The regional competition watchdog for Eastern and Southern Africa has opened an inquiry into the merger between Kenya’s Wasoko and Egypt’s MaxAB B.V., a deal that created one of Africa’s largest digital commerce and fintech platforms.
- •In a notice released in early October, the COMESA Competition Commission (CCC) said it had begun reviewing the transaction to determine whether the merger is likely to “substantially prevent or lessen competition in the Common Market” or run contrary to public interest.
- •The inquiry follows a notification filed by the parties after MaxAB acquired Wasoko in an all-stock transaction.
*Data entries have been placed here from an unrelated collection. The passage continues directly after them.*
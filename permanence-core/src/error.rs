//! Domain error types for the scheduling and supervision engine.

/// Errors that abort configuration apply or hook registration outright.
///
/// Recoverable, per-session failures (a capture that failed to start, a
/// storage save that failed) are not represented here - they travel as
/// hook payloads so operators see them without the daemon crashing. See
/// the error handling notes on [`crate::recorder::Recorder`].
#[derive(Debug, thiserror::Error)]
pub enum PermanenceError {
    #[error("configuration error: {0}")]
    Configuration(String),

    #[error("unknown {kind} driver: {name}")]
    UnknownDriver { kind: String, name: String },

    #[error("hook '{0}' already declared")]
    DuplicateHook(String),

    #[error("hook '{0}' is not declared")]
    UnregisteredHook(String),
}

pub type Result<T> = anyhow::Result<T>;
- •The combined company now operates across Kenya, Rwanda, Egypt, Morocco, and Tanzania, serving roughly 450,000 merchants who reach an estimated 65 million consumers, according to company disclosures.
The COMESA inquiry has invited competitors, suppliers, and customers to submit written representations by October 24, 2025, as it weighs whether the transaction could limit competition or harm smaller market players.
The merger, finalized in 2024, brought together two venture-backed startups that had each sought to digitize Africa’s fragmented retail supply chain.
Wasoko had been one of East Africa’s standout startups, raising over US$230 million from investors and racking a valuation of US$625 million before the merger.Its counterpart, MaxAB, founded in Cairo, had carved out dominance in North Africa’s B2B distribution market and developed a growing fintech arm providing digital payments and merchant financing.
Both firms struggled with cash burn and operational costs amid a global venture slowdown prompting them to pursue what Wasoko founder Daniel Yu called a “merger of equals.”
In September 2025, Daniel Yu stepped down from his full-time role, citing a desire to focus on personal projects while remaining an adviser. Belal El-Megharbel now runs the combined company from Cairo.
The integration was far from seamless as Wasoko had shuttered its offices in Zanzibar, paused operations in Uganda and Zambia, and laid off more than 100 employees in late 2023. Senior Kenyan executives, including the CFO, CTO, and head of HR, exited in early 2024 as the firm consolidated management under Cairo-based leadership.